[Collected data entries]
■ ■ ■ ■ ■
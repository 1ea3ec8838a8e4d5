//! End-to-end tests. Real WebSocket clients drive the full stack:
//! hello, matchmaking, chat, presence, and teardown.

use std::time::Duration;

use duet_protocol::{
    ClientEvent, Envelope, Gender, PartnerFilter, PartnerGender, RoomId,
    RoomState, SeekerProfile, ServerEvent, Theme, UserId, PROTOCOL_VERSION,
};
use duet_server::DuetServer;
use futures_util::{SinkExt, StreamExt};
use tokio_tungstenite::tungstenite::Message;

// =========================================================================
// Helpers
// =========================================================================

type ClientWs = tokio_tungstenite::WebSocketStream<
    tokio_tungstenite::MaybeTlsStream<tokio::net::TcpStream>,
>;

fn profile() -> SeekerProfile {
    SeekerProfile {
        gender: Gender::Male,
        age: 25,
    }
}

fn filter() -> PartnerFilter {
    PartnerFilter {
        gender: PartnerGender::Female,
        min_age: 18,
        max_age: 30,
    }
}

/// Starts a server on a random port and returns its address.
async fn start_server() -> String {
    let server = DuetServer::builder()
        .bind("127.0.0.1:0")
        .build()
        .await
        .expect("server should build");

    let addr = server
        .local_addr()
        .expect("should have local addr")
        .to_string();

    tokio::spawn(async move {
        let _ = server.run().await;
    });

    // Give the accept loop a moment to start.
    tokio::time::sleep(Duration::from_millis(10)).await;
    addr
}

async fn connect(addr: &str) -> ClientWs {
    let (ws, _) = tokio_tungstenite::connect_async(format!("ws://{addr}"))
        .await
        .expect("should connect");
    ws
}

fn encode_event(seq: u64, event: ClientEvent) -> Message {
    let envelope = Envelope {
        seq,
        timestamp: 0,
        event,
    };
    let bytes = serde_json::to_vec(&envelope).expect("encode");
    Message::Binary(bytes.into())
}

async fn send(ws: &mut ClientWs, seq: u64, event: ClientEvent) {
    ws.send(encode_event(seq, event)).await.expect("send");
}

/// Receives and unwraps the next server event (2 s deadline).
async fn recv_event(ws: &mut ClientWs) -> ServerEvent {
    let msg = tokio::time::timeout(Duration::from_secs(2), ws.next())
        .await
        .expect("timed out waiting for event")
        .expect("stream ended")
        .expect("recv error");
    let envelope: Envelope<ServerEvent> =
        serde_json::from_slice(&msg.into_data()).expect("decode");
    envelope.event
}

/// Skips unrelated events (global broadcasts interleave freely) until one
/// matches the predicate.
async fn recv_until(
    ws: &mut ClientWs,
    pred: impl Fn(&ServerEvent) -> bool,
) -> ServerEvent {
    for _ in 0..20 {
        let event = recv_event(ws).await;
        if pred(&event) {
            return event;
        }
    }
    panic!("no matching event within 20 frames");
}

/// Sends a `Hello` and asserts the `Welcome`.
async fn hello(ws: &mut ClientWs, user_id: u64) {
    send(
        ws,
        0,
        ClientEvent::Hello {
            version: PROTOCOL_VERSION,
            user_id: UserId(user_id),
        },
    )
    .await;
    match recv_event(ws).await {
        ServerEvent::Welcome { user_id: uid, .. } => {
            assert_eq!(uid, UserId(user_id));
        }
        other => panic!("expected Welcome, got {other:?}"),
    }
}

/// Creates a room and returns its id from the direct reply.
async fn create_room(ws: &mut ClientWs, theme: Theme) -> RoomId {
    send(
        ws,
        1,
        ClientEvent::CreateRoom {
            profile: profile(),
            wanted: filter(),
            theme,
        },
    )
    .await;
    match recv_until(ws, |e| matches!(e, ServerEvent::RoomCreated { .. })).await {
        ServerEvent::RoomCreated { room } => {
            assert_eq!(room.state, RoomState::Waiting);
            room.id
        }
        _ => unreachable!(),
    }
}

// =========================================================================
// Handshake
// =========================================================================

#[tokio::test]
async fn test_hello_welcome() {
    let addr = start_server().await;
    let mut ws = connect(&addr).await;
    hello(&mut ws, 42).await;
}

#[tokio::test]
async fn test_hello_version_mismatch() {
    let addr = start_server().await;
    let mut ws = connect(&addr).await;

    send(
        &mut ws,
        0,
        ClientEvent::Hello {
            version: 999,
            user_id: UserId(1),
        },
    )
    .await;

    match recv_event(&mut ws).await {
        ServerEvent::Error { code, .. } => assert_eq!(code, 400),
        other => panic!("expected Error, got {other:?}"),
    }
}

#[tokio::test]
async fn test_first_event_must_be_hello() {
    let addr = start_server().await;
    let mut ws = connect(&addr).await;

    send(&mut ws, 0, ClientEvent::ListRooms).await;

    match recv_event(&mut ws).await {
        ServerEvent::Error { code, .. } => assert_eq!(code, 400),
        other => panic!("expected Error, got {other:?}"),
    }
}

// =========================================================================
// Full matchmaking flow
// =========================================================================

#[tokio::test]
async fn test_create_join_message_leave_flow() {
    let addr = start_server().await;

    // A posts a profile and opens a room.
    let mut a = connect(&addr).await;
    hello(&mut a, 1).await;
    let room_id = create_room(&mut a, Theme::Chat).await;

    // B discovers it.
    let mut b = connect(&addr).await;
    hello(&mut b, 2).await;
    send(&mut b, 1, ClientEvent::ListRooms).await;
    match recv_until(&mut b, |e| matches!(e, ServerEvent::RoomList { .. })).await {
        ServerEvent::RoomList { rooms } => {
            assert_eq!(rooms.len(), 1);
            assert_eq!(rooms[0].id, room_id);
            assert_eq!(rooms[0].state, RoomState::Waiting);
        }
        _ => unreachable!(),
    }

    // B takes the room: both sessions hear the activation.
    send(&mut b, 2, ClientEvent::JoinRoom { room_id }).await;
    recv_until(&mut b, |e| {
        matches!(e, ServerEvent::RoomActivated { room_id: r } if *r == room_id)
    })
    .await;
    recv_until(&mut a, |e| {
        matches!(e, ServerEvent::RoomActivated { room_id: r } if *r == room_id)
    })
    .await;

    // The room is no longer discoverable.
    send(&mut b, 3, ClientEvent::ListRooms).await;
    match recv_until(&mut b, |e| matches!(e, ServerEvent::RoomList { .. })).await {
        ServerEvent::RoomList { rooms } => assert!(rooms.is_empty()),
        _ => unreachable!(),
    }

    // A says hi; both subscribers receive it.
    send(
        &mut a,
        2,
        ClientEvent::SendMessage {
            room_id,
            body: "hi".into(),
        },
    )
    .await;
    for ws in [&mut a, &mut b] {
        match recv_until(ws, |e| matches!(e, ServerEvent::Message { .. })).await {
            ServerEvent::Message { message } => {
                assert_eq!(message.body, "hi");
                assert_eq!(message.sender, UserId(1));
                assert_eq!(message.room_id, room_id);
            }
            _ => unreachable!(),
        }
    }

    // B polls the history.
    send(&mut b, 4, ClientEvent::ListMessages { room_id }).await;
    match recv_until(&mut b, |e| matches!(e, ServerEvent::MessageList { .. })).await {
        ServerEvent::MessageList { messages, .. } => {
            assert_eq!(messages.len(), 1);
            assert_eq!(messages.last().unwrap().body, "hi");
        }
        _ => unreachable!(),
    }

    // B types, A sees the indicator.
    send(&mut b, 5, ClientEvent::TypingStart { room_id }).await;
    match recv_until(&mut a, |e| matches!(e, ServerEvent::Typing { .. })).await {
        ServerEvent::Typing {
            user_id, started, ..
        } => {
            assert_eq!(user_id, UserId(2));
            assert!(started);
        }
        _ => unreachable!(),
    }

    // B leaves: the room survives abandoned, A sees the presence drop.
    send(&mut b, 6, ClientEvent::LeaveRoom { room_id }).await;
    match recv_until(&mut a, |e| matches!(e, ServerEvent::Presence { .. })).await {
        ServerEvent::Presence { count, user_ids, .. } => {
            assert_eq!(count, 1);
            assert_eq!(user_ids, vec![UserId(1)]);
        }
        _ => unreachable!(),
    }

    // A leaves too: the room drains to zero and closes for everyone.
    send(&mut a, 3, ClientEvent::LeaveRoom { room_id }).await;
    for ws in [&mut a, &mut b] {
        recv_until(ws, |e| {
            matches!(e, ServerEvent::RoomClosed { room_id: r } if *r == room_id)
        })
        .await;
    }

    // Nothing can be sent into the closed room.
    send(
        &mut a,
        4,
        ClientEvent::SendMessage {
            room_id,
            body: "anyone?".into(),
        },
    )
    .await;
    match recv_until(&mut a, |e| matches!(e, ServerEvent::Error { .. })).await {
        ServerEvent::Error { code, .. } => assert_eq!(code, 404),
        _ => unreachable!(),
    }
}

// =========================================================================
// Join failure modes
// =========================================================================

#[tokio::test]
async fn test_self_join_rejected_over_wire() {
    let addr = start_server().await;
    let mut a = connect(&addr).await;
    hello(&mut a, 1).await;
    let room_id = create_room(&mut a, Theme::Flirt).await;

    send(&mut a, 2, ClientEvent::JoinRoom { room_id }).await;

    match recv_until(&mut a, |e| matches!(e, ServerEvent::Error { .. })).await {
        ServerEvent::Error { code, .. } => assert_eq!(code, 422),
        _ => unreachable!(),
    }
}

#[tokio::test]
async fn test_second_join_conflicts_over_wire() {
    let addr = start_server().await;
    let mut a = connect(&addr).await;
    hello(&mut a, 1).await;
    let room_id = create_room(&mut a, Theme::Games).await;

    let mut b = connect(&addr).await;
    hello(&mut b, 2).await;
    send(&mut b, 1, ClientEvent::JoinRoom { room_id }).await;
    recv_until(&mut b, |e| matches!(e, ServerEvent::RoomActivated { .. })).await;

    let mut c = connect(&addr).await;
    hello(&mut c, 3).await;
    send(&mut c, 1, ClientEvent::JoinRoom { room_id }).await;

    match recv_until(&mut c, |e| matches!(e, ServerEvent::Error { .. })).await {
        ServerEvent::Error { code, .. } => assert_eq!(code, 409),
        _ => unreachable!(),
    }
}

#[tokio::test]
async fn test_list_messages_of_unknown_room_is_empty() {
    let addr = start_server().await;
    let mut ws = connect(&addr).await;
    hello(&mut ws, 1).await;

    send(
        &mut ws,
        1,
        ClientEvent::ListMessages {
            room_id: RoomId(9999),
        },
    )
    .await;

    match recv_until(&mut ws, |e| matches!(e, ServerEvent::MessageList { .. })).await {
        ServerEvent::MessageList { messages, .. } => assert!(messages.is_empty()),
        _ => unreachable!(),
    }
}

// =========================================================================
// Disconnect semantics
// =========================================================================

#[tokio::test]
async fn test_disconnect_triggers_implicit_leave() {
    let addr = start_server().await;

    let mut a = connect(&addr).await;
    hello(&mut a, 1).await;
    let room_id = create_room(&mut a, Theme::Music).await;

    let mut b = connect(&addr).await;
    hello(&mut b, 2).await;

    // A vanishes without a goodbye: the waiting room must close as if
    // the creator had left it.
    a.close(None).await.expect("close");
    drop(a);

    recv_until(&mut b, |e| {
        matches!(e, ServerEvent::RoomClosed { room_id: r } if *r == room_id)
    })
    .await;

    send(&mut b, 1, ClientEvent::ListRooms).await;
    match recv_until(&mut b, |e| matches!(e, ServerEvent::RoomList { .. })).await {
        ServerEvent::RoomList { rooms } => assert!(rooms.is_empty()),
        _ => unreachable!(),
    }
}

#[tokio::test]
async fn test_new_rooms_are_broadcast_to_other_sessions() {
    let addr = start_server().await;

    let mut watcher = connect(&addr).await;
    hello(&mut watcher, 7).await;

    let mut creator = connect(&addr).await;
    hello(&mut creator, 8).await;
    let room_id = create_room(&mut creator, Theme::Travel).await;

    match recv_until(&mut watcher, |e| matches!(e, ServerEvent::RoomCreated { .. }))
        .await
    {
        ServerEvent::RoomCreated { room } => {
            assert_eq!(room.id, room_id);
            assert_eq!(room.theme, Theme::Travel);
        }
        _ => unreachable!(),
    }
}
■ ■ ■ ■ ■
> What is being asked
Filter the entries and copy out every line with the word "LeaveRoom".

> Answer section
    send(&mut b, 6, ClientEvent::LeaveRoom { room_id }).await;
    send(&mut a, 3, ClientEvent::LeaveRoom { room_id }).await;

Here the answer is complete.